(What you have to do): Each line from the beginning of the data below through the line containing "#[derive(Debug, Default)]" should be repeated exactly, please.

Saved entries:
■ ■ ■ ■ ■

//! Cache Statistics Module
//!
//! Tracks hit and miss counts for a cache engine.

use std::sync::atomic::{AtomicU64, Ordering};

use serde::Serialize;

// == Cache Stats ==
/// Lock-free hit/miss counters shared across engine clones.
#[derive(Debug, Default)]
pub struct CacheStats {
    hits: AtomicU64,
    misses: AtomicU64,
}

impl CacheStats {
    // == Constructor ==
    /// Creates stats with all counters at zero.
    pub fn new() -> Self {
        Self::default()
    }

    // == Record Hit ==
    /// Increments the hit counter.
    pub fn record_hit(&self) {
        self.hits.fetch_add(1, Ordering::Relaxed);
    }

    // == Record Miss ==
    /// Increments the miss counter.
    pub fn record_miss(&self) {
        self.misses.fetch_add(1, Ordering::Relaxed);
    }

    /// Number of successful retrievals.
    pub fn hits(&self) -> u64 {
        self.hits.load(Ordering::Relaxed)
    }

    /// Number of failed retrievals (key not found or expired).
    pub fn misses(&self) -> u64 {
        self.misses.load(Ordering::Relaxed)
    }

    // == Snapshot ==
    /// Returns a point-in-time copy of the counters.
    pub fn snapshot(&self) -> StatsSnapshot {
        StatsSnapshot {
            hits: self.hits(),
            misses: self.misses(),
        }
    }
}

// == Stats Snapshot ==
/// Serializable copy of the counters at one instant.
#[derive(Debug, Clone, Copy, Default, Serialize)]
pub struct StatsSnapshot {
    pub hits: u64,
    pub misses: u64,
}

impl StatsSnapshot {
    // == Hit Rate ==
    /// Returns hits / (hits + misses), or 0.0 if no reads have happened.
    pub fn hit_rate(&self) -> f64 {
        let total = self.hits + self.misses;
        if total == 0 {
            0.0
        } else {
            self.hits as f64 / total as f64
        }
    }
}

// == Unit Tests ==
#[cfg(test)]
mod tests {
    use super::*;

    #[test]
    fn test_stats_new() {
        let stats = CacheStats::new();
        assert_eq!(stats.hits(), 0);
        assert_eq!(stats.misses(), 0);
    }

    #[test]
    fn test_record_and_snapshot() {
        let stats = CacheStats::new();
        stats.record_hit();
        stats.record_hit();
        stats.record_miss();

        let snap = stats.snapshot();
        assert_eq!(snap.hits, 2);
        assert_eq!(snap.misses, 1);
    }

    #[test]
    fn test_hit_rate_no_reads() {
        assert_eq!(StatsSnapshot::default().hit_rate(), 0.0);
    }

    #[test]
    fn test_hit_rate_mixed() {
        let snap = StatsSnapshot { hits: 1, misses: 1 };
        assert_eq!(snap.hit_rate(), 0.5);
    }
}
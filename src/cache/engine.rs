//! Cache Engine Module
//!
//! The façade combining a storage driver, a marshaler, a default TTL and a
//! static key prefix. Implements typed get/set/update/delete, counter
//! operations and the load-or-compute stampede protection protocol.

use std::collections::HashMap;
use std::sync::Arc;
use std::time::Duration;

use serde::de::DeserializeOwned;
use serde::Serialize;
use tracing::debug;

use crate::cache::stats::{CacheStats, StatsSnapshot};
use crate::cache::{Collection, Field, Node};
use crate::config::CacheConfig;
use crate::driver::Driver;
use crate::error::{CacheError, Result};
use crate::locker::KeyLockRegistry;
use crate::marshaler::Marshaler;
use crate::registry::Registry;
use crate::ttl::Ttl;

// == Cache ==
/// A cache engine over a pluggable storage driver.
///
/// Clones share the driver, the keyed lock registry and the statistics, so
/// one engine can be handed to many threads cheaply. Every public keyed
/// operation validates the key first: an empty key fails with
/// [`CacheError::KeyUnavailable`] before any backend call.
#[derive(Clone)]
pub struct Cache {
    driver: Arc<dyn Driver>,
    marshaler: Marshaler,
    default_ttl: Option<Duration>,
    key_prefix: String,
    locker: Arc<KeyLockRegistry>,
    stats: Arc<CacheStats>,
}

impl Cache {
    // == Constructor ==
    /// Creates an engine over a driver with no key prefix and entries that
    /// never expire by default.
    pub fn new(driver: Arc<dyn Driver>, marshaler: Marshaler) -> Self {
        Self {
            driver,
            marshaler,
            default_ttl: None,
            key_prefix: String::new(),
            locker: Arc::new(KeyLockRegistry::new()),
            stats: Arc::new(CacheStats::new()),
        }
    }

    // == Open ==
    /// Builds an engine from a config, resolving the driver and marshaler
    /// through the registry.
    pub fn open(registry: &Registry, config: &CacheConfig) -> Result<Self> {
        let driver = registry.create_driver(&config.driver, config.config.clone())?;
        let marshaler = registry.marshaler(&config.marshaler)?;
        Ok(Self::new(driver, marshaler)
            .with_default_ttl(Ttl::from_secs(config.ttl_secs))
            .with_key_prefix(config.key_prefix.clone()))
    }

    // == Builders ==
    /// Sets the default TTL applied when an operation passes [`Ttl::Default`].
    pub fn with_default_ttl(mut self, ttl: Ttl) -> Self {
        self.default_ttl = ttl.resolve(None);
        self
    }

    /// Sets the static prefix prepended to every caller key.
    pub fn with_key_prefix(mut self, prefix: impl Into<String>) -> Self {
        self.key_prefix = prefix.into();
        self
    }

    // == Accessors ==
    /// Default TTL for this engine; `None` means entries never expire.
    pub fn default_ttl(&self) -> Option<Duration> {
        self.default_ttl
    }

    /// The final key actually passed to the backend driver: the configured
    /// static prefix followed by the caller key.
    pub fn final_key(&self, key: &str) -> String {
        format!("{}{}", self.key_prefix, key)
    }

    /// Point-in-time hit/miss statistics.
    pub fn stats(&self) -> StatsSnapshot {
        self.stats.snapshot()
    }

    // == Typed Operations ==
    /// Serializes a value and stores it under the key.
    ///
    /// Advisory backend errors (`EntryTooLarge`, `NotCacheable`) propagate
    /// unchanged; callers in group or load contexts treat them as "the
    /// write did not happen here", not as failures.
    pub fn set<T: Serialize>(&self, key: &str, value: &T, ttl: Ttl) -> Result<()> {
        check_key(key)?;
        self.set_value_final(&self.final_key(key), value, ttl)
    }

    /// Serializes a value and stores it only if the key already exists.
    /// Absence is a silent no-op, not an error.
    pub fn update<T: Serialize>(&self, key: &str, value: &T, ttl: Ttl) -> Result<()> {
        check_key(key)?;
        self.update_value_final(&self.final_key(key), value, ttl)
    }

    /// Retrieves and deserializes a value.
    pub fn get<T: DeserializeOwned>(&self, key: &str) -> Result<T> {
        check_key(key)?;
        self.get_value_final(&self.final_key(key))
    }

    /// Deletes a key. Deleting an absent key is not an error.
    pub fn del(&self, key: &str) -> Result<()> {
        check_key(key)?;
        self.driver.del(&self.final_key(key))
    }

    // == Byte Operations ==
    /// Stores raw bytes, bypassing the marshaler.
    pub fn set_bytes(&self, key: &str, value: &[u8], ttl: Ttl) -> Result<()> {
        check_key(key)?;
        self.set_bytes_final(&self.final_key(key), value, ttl)
    }

    /// Stores raw bytes only if the key already exists.
    pub fn update_bytes(&self, key: &str, value: &[u8], ttl: Ttl) -> Result<()> {
        check_key(key)?;
        self.update_bytes_final(&self.final_key(key), value, ttl)
    }

    /// Retrieves raw bytes.
    pub fn get_bytes(&self, key: &str) -> Result<Vec<u8>> {
        check_key(key)?;
        self.get_bytes_final(&self.final_key(key))
    }

    /// Retrieves multiple keys at once. Absent keys are omitted from the
    /// result map; the map is keyed by caller keys, not final keys.
    pub fn mget_bytes(&self, keys: &[String]) -> Result<HashMap<String, Vec<u8>>> {
        for key in keys {
            check_key(key)?;
        }
        let finals: Vec<String> = keys.iter().map(|k| self.final_key(k)).collect();
        let data = self.driver.mget_bytes(&finals)?;
        let mut result = HashMap::with_capacity(data.len());
        for (key, fk) in keys.iter().zip(finals.iter()) {
            // Lookup, not removal: a duplicated caller key resolves every time.
            if let Some(value) = data.get(fk) {
                result.insert(key.clone(), value.clone());
            }
        }
        Ok(result)
    }

    /// Stores multiple key-value pairs at once.
    pub fn mset_bytes(&self, values: &HashMap<String, Vec<u8>>, ttl: Ttl) -> Result<()> {
        for key in values.keys() {
            check_key(key)?;
        }
        let prefixed: HashMap<String, Vec<u8>> = values
            .iter()
            .map(|(k, v)| (self.final_key(k), v.clone()))
            .collect();
        self.driver.mset_bytes(&prefixed, self.resolve_ttl(ttl))
    }

    // == Counter Operations ==
    /// Sets a counter. Counters live in their own namespace and never
    /// collide with byte values stored under the same key.
    pub fn set_counter(&self, key: &str, value: i64, ttl: Ttl) -> Result<()> {
        check_key(key)?;
        self.driver
            .set_counter(&self.final_key(key), value, self.resolve_ttl(ttl))
    }

    /// Reads a counter.
    pub fn get_counter(&self, key: &str) -> Result<i64> {
        check_key(key)?;
        self.driver.get_counter(&self.final_key(key))
    }

    /// Atomically increments a counter, creating it with the increment as
    /// its initial value if absent. Returns the post-increment value.
    pub fn incr_counter(&self, key: &str, increment: i64, ttl: Ttl) -> Result<i64> {
        check_key(key)?;
        self.driver
            .incr_counter(&self.final_key(key), increment, self.resolve_ttl(ttl))
    }

    /// Deletes a counter. Deleting an absent counter is not an error.
    pub fn del_counter(&self, key: &str) -> Result<()> {
        check_key(key)?;
        self.driver.del_counter(&self.final_key(key))
    }

    /// Rewrites a counter's expiration. An absent counter is a no-op.
    pub fn expire_counter(&self, key: &str, ttl: Ttl) -> Result<()> {
        check_key(key)?;
        self.driver
            .expire_counter(&self.final_key(key), self.resolve_ttl(ttl))
    }

    // == Expire ==
    /// Rewrites a value's expiration. An absent key is a no-op.
    pub fn expire(&self, key: &str, ttl: Ttl) -> Result<()> {
        check_key(key)?;
        self.driver.expire(&self.final_key(key), self.resolve_ttl(ttl))
    }

    // == Load ==
    /// Gets a value, computing and caching it on a miss.
    ///
    /// The stampede protection protocol: on a miss the per-key lock for the
    /// final key is acquired, the cache is re-checked under the lock, and
    /// only then is `loader` invoked. For N concurrent calls on the same
    /// missing key the loader runs at most once; every caller observes its
    /// result. Loader errors propagate verbatim and nothing is cached.
    ///
    /// A loader that blocks forever blocks all `load` callers for that key.
    pub fn load<T, F>(&self, key: &str, ttl: Ttl, loader: F) -> Result<T>
    where
        T: Serialize + DeserializeOwned,
        F: FnOnce(&str) -> Result<T>,
    {
        check_key(key)?;
        self.load_final(&self.final_key(key), ttl, |_| loader(key))
    }

    // == Flush ==
    /// Removes every entry in the backend.
    pub fn flush(&self) -> Result<()> {
        self.driver.flush()
    }

    // == Close ==
    /// Releases backend resources.
    pub fn close(&self) -> Result<()> {
        self.driver.close()
    }

    // == Namespacing ==
    /// Returns a node wrapping this engine under a key prefix.
    pub fn node(&self, prefix: impl Into<String>) -> Node {
        Node::new(self.clone(), prefix)
    }

    /// Returns a collection: a prefixed sub-cache with its own default TTL.
    pub fn collection(&self, prefix: impl Into<String>, ttl: Ttl) -> Collection {
        Collection::new(self.clone(), prefix, ttl)
    }

    /// Returns a field bound to one fixed key.
    pub fn field(&self, name: impl Into<String>) -> Field {
        Field::new(self.clone(), name)
    }

    // == Internal: final-key operations ==
    // The namespacing wrappers compute their own final keys and enter here,
    // so a wrapper's prefix lands outside the engine prefix exactly once.

    pub(crate) fn resolve_ttl(&self, ttl: Ttl) -> Option<Duration> {
        ttl.resolve(self.default_ttl)
    }

    pub(crate) fn marshal<T: Serialize>(&self, value: &T) -> Result<Vec<u8>> {
        self.marshaler.marshal(value)
    }

    pub(crate) fn unmarshal<T: DeserializeOwned>(&self, bytes: &[u8]) -> Result<T> {
        self.marshaler.unmarshal(bytes)
    }

    pub(crate) fn set_value_final<T: Serialize>(&self, fk: &str, value: &T, ttl: Ttl) -> Result<()> {
        let bytes = self.marshal(value)?;
        self.set_bytes_final(fk, &bytes, ttl)
    }

    pub(crate) fn update_value_final<T: Serialize>(
        &self,
        fk: &str,
        value: &T,
        ttl: Ttl,
    ) -> Result<()> {
        let bytes = self.marshal(value)?;
        self.update_bytes_final(fk, &bytes, ttl)
    }

    pub(crate) fn get_value_final<T: DeserializeOwned>(&self, fk: &str) -> Result<T> {
        let bytes = self.get_bytes_final(fk)?;
        self.unmarshal(&bytes)
    }

    pub(crate) fn set_bytes_final(&self, fk: &str, value: &[u8], ttl: Ttl) -> Result<()> {
        self.driver.set_bytes(fk, value, self.resolve_ttl(ttl))
    }

    pub(crate) fn update_bytes_final(&self, fk: &str, value: &[u8], ttl: Ttl) -> Result<()> {
        self.driver.update_bytes(fk, value, self.resolve_ttl(ttl))
    }

    pub(crate) fn get_bytes_final(&self, fk: &str) -> Result<Vec<u8>> {
        match self.driver.get_bytes(fk) {
            Ok(bytes) => {
                self.stats.record_hit();
                Ok(bytes)
            }
            Err(e) => {
                if e.is_not_found() {
                    self.stats.record_miss();
                }
                Err(e)
            }
        }
    }

    pub(crate) fn del_final(&self, fk: &str) -> Result<()> {
        self.driver.del(fk)
    }

    pub(crate) fn set_counter_final(&self, fk: &str, value: i64, ttl: Ttl) -> Result<()> {
        self.driver.set_counter(fk, value, self.resolve_ttl(ttl))
    }

    pub(crate) fn get_counter_final(&self, fk: &str) -> Result<i64> {
        self.driver.get_counter(fk)
    }

    pub(crate) fn incr_counter_final(&self, fk: &str, increment: i64, ttl: Ttl) -> Result<i64> {
        self.driver.incr_counter(fk, increment, self.resolve_ttl(ttl))
    }

    pub(crate) fn del_counter_final(&self, fk: &str) -> Result<()> {
        self.driver.del_counter(fk)
    }

    pub(crate) fn expire_final(&self, fk: &str, ttl: Ttl) -> Result<()> {
        self.driver.expire(fk, self.resolve_ttl(ttl))
    }

    pub(crate) fn expire_counter_final(&self, fk: &str, ttl: Ttl) -> Result<()> {
        self.driver.expire_counter(fk, self.resolve_ttl(ttl))
    }

    pub(crate) fn mget_bytes_final(&self, finals: &[String]) -> Result<HashMap<String, Vec<u8>>> {
        self.driver.mget_bytes(finals)
    }

    pub(crate) fn mset_bytes_final(
        &self,
        values: &HashMap<String, Vec<u8>>,
        ttl: Ttl,
    ) -> Result<()> {
        self.driver.mset_bytes(values, self.resolve_ttl(ttl))
    }

    pub(crate) fn load_final<T, F>(&self, fk: &str, ttl: Ttl, loader: F) -> Result<T>
    where
        T: Serialize + DeserializeOwned,
        F: FnOnce(&str) -> Result<T>,
    {
        // Fast path: already cached.
        match self.get_bytes_final(fk) {
            Ok(bytes) => return self.unmarshal(&bytes),
            Err(e) if !e.is_not_found() => return Err(e),
            Err(_) => {}
        }

        let _guard = self.locker.lock(fk);

        // Another waiter may have populated the key while we blocked.
        match self.get_bytes_final(fk) {
            Ok(bytes) => return self.unmarshal(&bytes),
            Err(e) if !e.is_not_found() => return Err(e),
            Err(_) => {}
        }

        let value = loader(fk)?;
        let bytes = self.marshal(&value)?;
        match self.set_bytes_final(fk, &bytes, ttl) {
            Ok(()) => {}
            Err(e) if e.is_advisory() => {
                // The backend declined the entry; the computed value is
                // still valid for this caller.
                debug!(key = fk, error = %e, "backend declined cached entry");
            }
            Err(e) => return Err(e),
        }
        Ok(value)
    }
}

// == Key Validation ==
/// Every keyed operation fails fast on an empty key, before any backend
/// mutation.
fn check_key(key: &str) -> Result<()> {
    if key.is_empty() {
        return Err(CacheError::KeyUnavailable);
    }
    Ok(())
}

■ ■ ■ ■ ■

(Task response):
//! Cache Statistics Module
//!
//! Tracks hit and miss counts for a cache engine.

use std::sync::atomic::{AtomicU64, Ordering};

use serde::Serialize;

// == Cache Stats ==
/// Lock-free hit/miss counters shared across engine clones.
#[derive(Debug, Default)]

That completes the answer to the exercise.